EFFECTS OF NARCOTIC AGONISTS AND ANTAGONISTS ON SCHEDULE-INDUCED WATER AND MORPHINE INGESTION

  • 1 January 1975
    • journal article
    • research article
    • Vol. 195 (2), 271-278
Abstract
A pattern of lever pressing and schedule-induced polydipsia was maintained in rats by a fixed-interval 90-s schedule of food presentation. The effects of acute morphine, methadone, nalorphine, naloxone, pentazocine and cyclazocine were studied in control rats (morphine-free rats) and in rats maintained on 200 mg/kg daily oral injections of morphine (morphine-maintained rats).

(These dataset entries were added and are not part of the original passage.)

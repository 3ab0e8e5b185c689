use crate::foundation::core::{Canvas, Rgba8Premul};
use crate::foundation::error::{DriveError, DriveResult};
use crate::foundation::math::unpremul_channel;

/// A captured frame as RGBA8 pixels.
///
/// Frames produced by reeldrive are **premultiplied alpha**. The `premultiplied` flag makes this
/// explicit at API boundaries.
#[derive(Clone, Debug, PartialEq, Eq)]
pub struct FrameRGBA {
    /// Frame width in pixels.
    pub width: u32,
    /// Frame height in pixels.
    pub height: u32,
    /// RGBA8 bytes, tightly packed, row-major.
    pub data: Vec<u8>,
    /// Whether the `data` is premultiplied alpha.
    pub premultiplied: bool,
}

impl FrameRGBA {
    /// A frame filled with one colour.
    pub fn filled(canvas: Canvas, color: Rgba8Premul) -> Self {
        let px = color.to_array();
        let mut data = Vec::with_capacity(canvas.rgba_len());
        for _ in 0..(canvas.width as usize * canvas.height as usize) {
            data.extend_from_slice(&px);
        }
        Self {
            width: canvas.width,
            height: canvas.height,
            data,
            premultiplied: true,
        }
    }

    /// Canvas matching this frame's size.
    pub fn canvas(&self) -> Canvas {
        Canvas {
            width: self.width,
            height: self.height,
        }
    }

    /// Read one pixel, or `None` outside the frame.
    pub fn pixel(&self, x: u32, y: u32) -> Option<[u8; 4]> {
        if x >= self.width || y >= self.height {
            return None;
        }
        let i = ((y as usize) * (self.width as usize) + (x as usize)) * 4;
        let px = self.data.get(i..i + 4)?;
        Some([px[0], px[1], px[2], px[3]])
    }

    /// Mutable access to one pixel.
    pub(crate) fn pixel_mut(&mut self, x: u32, y: u32) -> Option<&mut [u8]> {
        if x >= self.width || y >= self.height {
            return None;
        }
        let i = ((y as usize) * (self.width as usize) + (x as usize)) * 4;
        self.data.get_mut(i..i + 4)
    }

    /// Copy of the pixels with straight (non-premultiplied) alpha.
    pub fn to_straight_rgba8(&self) -> Vec<u8> {
        if !self.premultiplied {
            return self.data.clone();
        }
        let mut out = self.data.clone();
        for px in out.chunks_exact_mut(4) {
            let a = px[3];
            px[0] = unpremul_channel(px[0], a);
            px[1] = unpremul_channel(px[1], a);
            px[2] = unpremul_channel(px[2], a);
        }
        out
    }

    /// Decode a PNG screenshot into a premultiplied frame.
    pub fn from_png(bytes: &[u8]) -> DriveResult<Self> {
        let img = image::load_from_memory_with_format(bytes, image::ImageFormat::Png)
            .map_err(|e| DriveError::serde(format!("invalid PNG screenshot: {e}")))?
            .to_rgba8();
        let (width, height) = img.dimensions();
        let mut data = img.into_raw();
        for px in data.chunks_exact_mut(4) {
            let c = Rgba8Premul::from_straight_rgba(px[0], px[1], px[2], px[3]);
            px.copy_from_slice(&c.to_array());
        }
        Ok(Self {
            width,
            height,
            data,
            premultiplied: true,
        })
    }

    /// Encode as PNG (straight alpha).
    pub fn to_png(&self) -> DriveResult<Vec<u8>> {
        let mut out = std::io::Cursor::new(Vec::new());
        image::write_buffer_with_format(
            &mut out,
            &self.to_straight_rgba8(),
            self.width,
            self.height,
            image::ExtendedColorType::Rgba8,
            image::ImageFormat::Png,
        )
        .map_err(|e| DriveError::encode(format!("PNG encode failed: {e}")))?;
        Ok(out.into_inner())
    }

    /// Check that `data` matches `width * height * 4`.
    pub fn validate(&self) -> DriveResult<()> {
        let expected = (self.width as usize) * (self.height as usize) * 4;
        if self.data.len() != expected {
            return Err(DriveError::validation(format!(
                "frame data length {} does not match {}x{} rgba8",
                self.data.len(),
                self.width,
                self.height
            )));
        }
        Ok(())
    }
}

#[cfg(test)]
#[path = "../../tests/unit/render/frame.rs"]
mod tests;
//! In-process page: the responder side of the protocol.
//!
//! A [`responder::PageResponder`] owns the single bundle-mode/frame-cursor state of one page,
//! serves discovery from a [`bundle::Bundle`], and renders frames through
//! [`scene::Scene`] implementations once their assets have settled.

/// Asset sources, per-composition cache and the settlement join.
pub mod assets;
/// Bundle content: registered compositions, schemas and scenes.
pub mod bundle;
/// The page state machine.
pub mod responder;
/// Deterministic procedural scenes.
pub mod scene;
//! Composition records as they cross the protocol boundary.

/// `Composition` and `CompositionDescriptor` wire records.
pub mod model;
/// Props payload helpers (merge, parse, serialize).
pub mod props;
/// Page-owned props schemas.
pub mod schema;
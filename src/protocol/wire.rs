use crate::foundation::core::FrameIndex;
use crate::foundation::error::{DriveError, DriveResult, ErrorKind};
use crate::protocol::mode::BundleMode;
use serde::{Deserialize, Serialize};
use serde_json::Value;

/// Global entry point for discovery.
pub const GET_STATIC_COMPOSITIONS: &str = "getStaticCompositions";
/// Global entry point for mode transitions.
pub const SET_BUNDLE_MODE: &str = "remotion_setBundleMode";
/// Global entry point for frame seeks.
pub const SET_FRAME: &str = "remotion_setFrame";

/// One command sent from the controller to a page.
#[derive(Clone, Debug, PartialEq, Eq)]
pub enum PageCall {
    /// `getStaticCompositions()`: valid only in evaluation mode.
    GetStaticCompositions,
    /// `remotion_setBundleMode(mode)`: atomic transition.
    SetBundleMode(BundleMode),
    /// `remotion_setFrame(frame, composition)`: valid only in composition mode.
    SetFrame {
        /// Target frame.
        frame: FrameIndex,
        /// Composition the controller believes is active.
        composition: String,
    },
}

impl PageCall {
    /// Name of the page global this call invokes.
    pub fn global_name(&self) -> &'static str {
        match self {
            Self::GetStaticCompositions => GET_STATIC_COMPOSITIONS,
            Self::SetBundleMode(_) => SET_BUNDLE_MODE,
            Self::SetFrame { .. } => SET_FRAME,
        }
    }

    /// JavaScript invoking the page global, without the reply envelope.
    ///
    /// Arguments are embedded as JSON literals. The composition list is stringified in-page so
    /// the double-encoded props payloads reach the controller untouched.
    pub fn invocation(&self) -> DriveResult<String> {
        Ok(match self {
            Self::GetStaticCompositions => format!(
                "Promise.resolve(window.{GET_STATIC_COMPOSITIONS}()).then(cs => JSON.stringify(cs))"
            ),
            Self::SetBundleMode(mode) => {
                format!("window.{SET_BUNDLE_MODE}({})", serde_json::to_string(mode)?)
            }
            Self::SetFrame { frame, composition } => format!(
                "window.{SET_FRAME}({}, {})",
                frame.0,
                serde_json::to_string(composition)?
            ),
        })
    }

    /// Full script: the invocation wrapped in an async envelope resolving to a [`PageReply`].
    ///
    /// Evaluators must await the returned promise; its resolution is the settlement signal.
    pub fn to_script(&self) -> DriveResult<String> {
        Ok(format!(
            "(async () => {{ try {{ const value = await ({}); \
             return {{ ok: value === undefined ? null : value }}; }} \
             catch (e) {{ return {{ error: {{ kind: (e && e.kind) || 'internal', \
             message: String((e && e.message) || e) }} }}; }} }})()",
            self.invocation()?
        ))
    }
}

/// Machine-readable failure carried in a [`PageReply`].
#[derive(Clone, Debug, PartialEq, Eq, Serialize, Deserialize)]
pub struct WireError {
    /// Error code, see [`ErrorKind::as_str`].
    pub kind: String,
    /// Human-readable detail.
    pub message: String,
}

/// Reply envelope: `{"ok": value}` or `{"error": {"kind", "message"}}`.
#[derive(Clone, Debug, PartialEq, Eq, Serialize, Deserialize)]
#[serde(rename_all = "snake_case")]
pub enum PageReply {
    /// The call settled successfully.
    Ok(Value),
    /// The call was rejected.
    Error(WireError),
}

impl PageReply {
    /// Wrap a local result into an envelope.
    pub fn from_result(res: DriveResult<Value>) -> Self {
        match res {
            Ok(v) => Self::Ok(v),
            Err(e) => Self::Error(WireError {
                kind: e.kind().as_str().to_owned(),
                message: e.message(),
            }),
        }
    }

    /// Decode a raw evaluation result into an envelope.
    pub fn from_value(raw: Value) -> DriveResult<Self> {
        serde_json::from_value(raw)
            .map_err(|e| DriveError::serde(format!("malformed page reply envelope: {e}")))
    }

    /// Unwrap the envelope, rebuilding typed errors from their wire code.
    pub fn into_result(self) -> DriveResult<Value> {
        match self {
            Self::Ok(v) => Ok(v),
            Self::Error(e) => Err(DriveError::from_wire(
                ErrorKind::from_code(&e.kind),
                e.message,
            )),
        }
    }
}

#[cfg(test)]
#[path = "../../tests/unit/protocol/wire.rs"]
mod tests;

The effects of morphine, nalorphine and naloxone also were studied in rats that were drinking a 0.5 mg/ml of morphine solution (morphine-drinking rats) in the experimental apparatus. All 6 drugs decreased drinking in the morphine-free rats. Pentazocine and naloxone increased lever-pressing rates in the morphine-free rats, while morphine, methadone, nalorphine and cyclazocine only decreased lever-pressing rates. In the morphine-maintained rats the dose-effect curves for both lever-pressing and drinking measures were shifted to the left for naloxone, nalorphine, pentazocine and cyclazocine, indicating an increased sensitivity to the antagonists, while the dose-effect curves for morphine and methadone were shifted to the right, indicating that the morphine-maintenance regimen had produced tolerance to these drugs. Morphine and methadone injections increased drinking in the morphine-maintained rats, but none of the drugs increased lever-pressing rates in the morphine-maintained rats. In the morphine-drinking rats morphine decreased lever pressing at doses that left licking rates unaffected. Since the effects of morphine in the morphine-drinking rats differed from those in the morphine-free rats or the morphine-maintained rats, the effects of morphine on the self-ingestion of morphine in the experimental setting cannot be attributed entirely to the schedule of pellet delivery or to the effect of chronic morphine dosing.